Elisha Cooke Jnr (who appears in Electra Glide in Blue and Behave Yourself), participates with Ella Raines in the strangest set piece in Phantom Lady, which is a basement scene in which Ella as the Wicked Lady of the night is taken into a basement where a jazz band are playing in a tiny, empty concrete room, into which they barely fit. It’s an odd scene, suggestive of the rising music craze of the time, and Elisha Cooke joins the band for a deeply mad drum solo — then leaves with his date, while the band still rock it up.
You can see that crazy, daft, hep, dippy, boozy, drunken, swinging cells of euphoric carnality.
Elisha Cook is looking at Ella Raines' behind and is supposed to look like he's masturbating frantically — not playing drums with his right hand. When Cook does his big solo, with its double strokes, paradiddles and increasing sweat and effort, Ella Raines stands before him and comes to orgasm! Someone called it ‘rape by jazz’.
Thomas Gomez and Franchot Tone
Despite what must amount to the most dramatic lighting effects of the era, overdone to perfection you might say, Phantom Lady loses the way slightly on the introduction of the psychopathic killer. The psychopathic killer isn’t exactly a stock noir filler — the genre always deals with death, but does so powerfully when the motives are weakness, greed, desire, revenge and a feeling of being cornered. Killing because you are obsessed with your hands (like Orlac, elsewhere, funnily enough) is just not the stuff of noir.

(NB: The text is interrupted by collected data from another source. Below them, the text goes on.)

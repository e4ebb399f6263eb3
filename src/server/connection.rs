// Connection handling module
// Serves one accepted TCP connection on its own task

use std::convert::Infallible;
use std::error::Error as _;
use std::io;
use std::net::SocketAddr;
use std::sync::Arc;

use hyper::server::conn::http1;
use hyper::service::service_fn;
use hyper_util::rt::TokioIo;
use hyper_util::server::graceful::GracefulShutdown;
use tokio::net::TcpStream;

use crate::config::PerformanceConfig;
use crate::handler::RequestHandler;
use crate::logger;

/// Spawn a task serving `stream` until the client closes it.
///
/// This function:
/// 1. Wraps the TCP stream in `TokioIo`
/// 2. Configures the HTTP/1.1 connection (keep-alive)
/// 3. Registers it with `graceful` so shutdown can close it once idle
/// 4. Applies the optional connection deadline
///
/// Requests on one connection are answered strictly in order.
pub fn spawn_connection(
    stream: TcpStream,
    peer_addr: SocketAddr,
    handler: &Arc<RequestHandler>,
    graceful: &GracefulShutdown,
    performance: &PerformanceConfig,
) {
    logger::log_connection_accepted(&peer_addr);

    let io = TokioIo::new(stream);
    let handler = Arc::clone(handler);

    let mut builder = http1::Builder::new();
    builder.keep_alive(performance.keep_alive);

    let service = service_fn(move |req| {
        let handler = Arc::clone(&handler);
        async move { Ok::<_, Infallible>(handler.serve(req, peer_addr).await) }
    });
    let conn = graceful.watch(builder.serve_connection(io, service));
    let deadline = performance.connection_deadline();

    tokio::spawn(async move {
        let result = match deadline {
            Some(limit) => {
                if let Ok(result) = tokio::time::timeout(limit, conn).await {
                    result
                } else {
                    logger::log_warning(&format!(
                        "Connection from {peer_addr} timed out after {} seconds",
                        limit.as_secs()
                    ));
                    return;
                }
            }
            None => conn.await,
        };

        match result {
            Ok(()) => {}
            Err(err) if is_client_disconnect(&err) => {
                logger::log_client_disconnect(&peer_addr, &err);
            }
            Err(err) => logger::log_connection_error(&peer_addr, &err),
        }
    });
}

/// Whether a connection error only means the peer went away
fn is_client_disconnect(err: &hyper::Error) -> bool {
    if err.is_incomplete_message() || err.is_canceled() || err.is_closed() {
        return true;
    }

    let mut source = err.source();
    while let Some(cause) = source {
        if let Some(io_err) = cause.downcast_ref::<io::Error>() {
            return matches!(
                io_err.kind(),
                io::ErrorKind::BrokenPipe
                    | io::ErrorKind::ConnectionReset
                    | io::ErrorKind::ConnectionAborted
                    | io::ErrorKind::UnexpectedEof
            );
        }
        source = cause.source();
    }
    false
}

It means there are almost two films at work here. The densely shadowed world of the innocent man in a jungle of sleaze, merging at the two/thirds mark into a much weaker psycho killer tale, in which the audience know all the facts, and the characters are left guessing. The kind of guignol horror that Franchot Tone indulges in here just doesn’t fit with the great earlier images of the streets, basements, apartments and sleazy downtown surrounds that kick off Phantom Lady. It can only really be believed if you accept that the cop knows everything all along, and is just playing the murderer to trip him up — which he does brilliantly in a great scene in which the full heights of mid-20th Century DIY analysis are played out in a theatre dressing room.

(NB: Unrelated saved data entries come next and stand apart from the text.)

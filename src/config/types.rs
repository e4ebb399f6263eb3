// Configuration types module
// Defines all configuration-related data structures

use serde::Deserialize;
use std::path::PathBuf;

/// Main configuration structure, as deserialized from the `config` sources
#[derive(Debug, Deserialize, Clone)]
pub struct Config {
    pub server: ListenConfig,
    pub logging: LoggingConfig,
    pub performance: PerformanceConfig,
}

/// Listener section before the root directory has been resolved
#[derive(Debug, Deserialize, Clone)]
pub struct ListenConfig {
    pub host: String,
    pub port: u16,
    /// Served directory; defaults to the directory containing the executable
    #[serde(default)]
    pub root: Option<PathBuf>,
}

/// Process-wide immutable server configuration
///
/// `root` is always absolute and canonical. Built once at startup and
/// shared read-only by every connection.
#[derive(Debug, Clone, PartialEq, Eq)]
pub struct ServerConfig {
    pub host: String,
    pub port: u16,
    pub root: PathBuf,
}

/// Logging configuration
#[derive(Debug, Deserialize, Clone)]
pub struct LoggingConfig {
    pub level: String,
    pub access_log: bool,
    /// Access log format (combined, common, json, or custom pattern)
    #[serde(default = "default_access_log_format")]
    pub access_log_format: String,
}

#[allow(clippy::missing_const_for_fn)]
fn default_access_log_format() -> String {
    "common".to_string()
}

/// Performance configuration
#[derive(Debug, Deserialize, Clone)]
pub struct PerformanceConfig {
    pub workers: Option<usize>,
    pub keep_alive: bool,
    /// Seconds, 0 disables the deadline
    pub read_timeout: u64,
    /// Seconds, 0 disables the deadline
    pub write_timeout: u64,
}

impl PerformanceConfig {
    /// Per-connection deadline, the larger of the read and write timeouts
    pub fn connection_deadline(&self) -> Option<std::time::Duration> {
        match std::cmp::max(self.read_timeout, self.write_timeout) {
            0 => None,
            secs => Some(std::time::Duration::from_secs(secs)),
        }
    }
}

impl Default for PerformanceConfig {
    fn default() -> Self {
        Self {
            workers: None,
            keep_alive: true,
            read_timeout: 0,
            write_timeout: 0,
        }
    }
}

From critic Bosley Crwother had this to say at the time:
"We wish we could recommend it as a perfect combination of the styles of the eminent Mr. Hitchcock and the old German psychological films, for that is plainly and precisely what it tries very hard to be. It is full of the play of light and shadow, of macabre atmosphere, of sharply realistic faces and dramatic injections of sound. People sit around in gloomy places looking blankly and silently into space, music blares forth from empty darkness, and odd characters turn up and disappear. It is all very studiously constructed for weird and disturbing effects. But, unfortunately, Miss Harrison and Mr. Siodmak forgot one basic thing—they forgot to provide their picture with a plausible, realistic plot."

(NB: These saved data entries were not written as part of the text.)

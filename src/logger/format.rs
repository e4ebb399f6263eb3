//! Access log lines
//!
//! `common` and `combined` follow the Apache/Nginx layouts, `json` emits one
//! object per request, and anything else is a `$variable` template.

use std::net::SocketAddr;

use chrono::{DateTime, Local};
use serde_json::json;

/// Layout of one access log line
#[derive(Debug, Clone, PartialEq, Eq)]
pub enum LogFormat {
    Common,
    Combined,
    Json,
    /// Template with `$remote_addr`, `$time_local`, `$time_iso8601`,
    /// `$request`, `$request_method`, `$request_uri`, `$status`,
    /// `$body_bytes_sent`, `$http_referer`, `$http_user_agent` and
    /// `$request_time` (seconds, millisecond precision)
    Custom(String),
}

impl LogFormat {
    pub fn parse(name: &str) -> Self {
        match name {
            "common" => Self::Common,
            "combined" => Self::Combined,
            "json" => Self::Json,
            template => Self::Custom(template.to_string()),
        }
    }
}

/// What the access log knows about one finished request
#[derive(Debug, Clone)]
pub struct AccessLogEntry {
    pub remote_addr: SocketAddr,
    /// When the request arrived
    pub time: DateTime<Local>,
    pub method: String,
    /// Request target as received, query string included
    pub path: String,
    pub http_version: String,
    pub status: u16,
    /// Bytes the response body carries; 0 for HEAD
    pub body_bytes: u64,
    pub referer: Option<String>,
    pub user_agent: Option<String>,
    pub request_time_us: u64,
}

impl AccessLogEntry {
    pub fn new(remote_addr: SocketAddr, method: String, path: String) -> Self {
        Self {
            remote_addr,
            time: Local::now(),
            method,
            path,
            http_version: "1.1".to_string(),
            status: 200,
            body_bytes: 0,
            referer: None,
            user_agent: None,
            request_time_us: 0,
        }
    }

    pub fn format(&self, format: &LogFormat) -> String {
        match format {
            LogFormat::Common => self.common_line(),
            LogFormat::Combined => format!(
                "{} \"{}\" \"{}\"",
                self.common_line(),
                dash_if_none(self.referer.as_deref()),
                dash_if_none(self.user_agent.as_deref()),
            ),
            LogFormat::Json => self.json_line(),
            LogFormat::Custom(template) => self.expand(template),
        }
    }

    fn request_line(&self) -> String {
        format!("{} {} HTTP/{}", self.method, self.path, self.http_version)
    }

    fn time_local(&self) -> String {
        self.time.format("%d/%b/%Y:%H:%M:%S %z").to_string()
    }

    fn common_line(&self) -> String {
        format!(
            "{} - - [{}] \"{}\" {} {}",
            self.remote_addr,
            self.time_local(),
            self.request_line(),
            self.status,
            self.body_bytes,
        )
    }

    fn json_line(&self) -> String {
        json!({
            "remote_addr": self.remote_addr.to_string(),
            "time": self.time.to_rfc3339(),
            "method": self.method,
            "path": self.path,
            "http_version": self.http_version,
            "status": self.status,
            "body_bytes": self.body_bytes,
            "referer": self.referer,
            "user_agent": self.user_agent,
            "request_time_us": self.request_time_us,
        })
        .to_string()
    }

    fn expand(&self, template: &str) -> String {
        #[allow(clippy::cast_precision_loss)]
        let seconds = self.request_time_us as f64 / 1_000_000.0;

        // $request is a prefix of $request_time and friends, so it goes last
        let vars: [(&str, String); 11] = [
            ("$remote_addr", self.remote_addr.to_string()),
            ("$time_local", self.time_local()),
            ("$time_iso8601", self.time.to_rfc3339()),
            ("$request_time", format!("{seconds:.3}")),
            ("$request_method", self.method.clone()),
            ("$request_uri", self.path.clone()),
            ("$request", self.request_line()),
            ("$status", self.status.to_string()),
            ("$body_bytes_sent", self.body_bytes.to_string()),
            ("$http_referer", dash_if_none(self.referer.as_deref()).to_string()),
            ("$http_user_agent", dash_if_none(self.user_agent.as_deref()).to_string()),
        ];

        vars.iter()
            .fold(template.to_string(), |line, (name, value)| line.replace(name, value))
    }
}

fn dash_if_none(value: Option<&str>) -> &str {
    value.unwrap_or("-")
}

#[cfg(test)]
mod tests {
    use super::*;

    fn entry() -> AccessLogEntry {
        let mut entry = AccessLogEntry::new(
            "192.168.1.1:51234".parse().unwrap(),
            "GET".to_string(),
            "/style.css?v=1".to_string(),
        );
        entry.body_bytes = 1234;
        entry.referer = Some("https://example.com".to_string());
        entry.user_agent = Some("Mozilla/5.0".to_string());
        entry.request_time_us = 12_345;
        entry
    }

    #[test]
    fn test_parse_format_names() {
        assert_eq!(LogFormat::parse("common"), LogFormat::Common);
        assert_eq!(LogFormat::parse("combined"), LogFormat::Combined);
        assert_eq!(LogFormat::parse("json"), LogFormat::Json);
        assert_eq!(
            LogFormat::parse("$status"),
            LogFormat::Custom("$status".to_string())
        );
    }

    #[test]
    fn test_common_line() {
        let line = entry().format(&LogFormat::Common);
        assert!(line.starts_with("192.168.1.1:51234 - - ["));
        assert!(line.ends_with("\"GET /style.css?v=1 HTTP/1.1\" 200 1234"));
    }

    #[test]
    fn test_combined_line() {
        let line = entry().format(&LogFormat::Combined);
        assert!(line.contains("\"GET /style.css?v=1 HTTP/1.1\" 200 1234"));
        assert!(line.ends_with("\"https://example.com\" \"Mozilla/5.0\""));

        let mut bare = entry();
        bare.referer = None;
        bare.user_agent = None;
        assert!(bare.format(&LogFormat::Combined).ends_with("\"-\" \"-\""));
    }

    #[test]
    fn test_json_line() {
        let mut entry = entry();
        entry.path = "/a\"b".to_string();
        entry.referer = None;

        let value: serde_json::Value =
            serde_json::from_str(&entry.format(&LogFormat::Json)).unwrap();
        assert_eq!(value["remote_addr"], "192.168.1.1:51234");
        assert_eq!(value["path"], "/a\"b");
        assert_eq!(value["status"], 200);
        assert_eq!(value["body_bytes"], 1234);
        assert!(value["referer"].is_null());
    }

    #[test]
    fn test_custom_template() {
        let template = LogFormat::parse("$request_method $request_uri -> $status in $request_time");
        assert_eq!(entry().format(&template), "GET /style.css?v=1 -> 200 in 0.012");
    }

    #[test]
    fn test_custom_template_request_line() {
        let template = LogFormat::parse("[$request] $http_referer");
        assert_eq!(
            entry().format(&template),
            "[GET /style.css?v=1 HTTP/1.1] https://example.com"
        );
    }
}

Time may have been kind, but I can't agree. We don't always watch these films for plot these days anyhow, although it is fair to say that any analysis of the story of Phantom Lady is going to leave it lacking, that much is sure. There's atmosphere and there are great characters, and the plot makes it to the end without too much of a struggle. What's a stake here nowadays, is Phantom Lady's credentials as a film noir, and these are on plentiful show.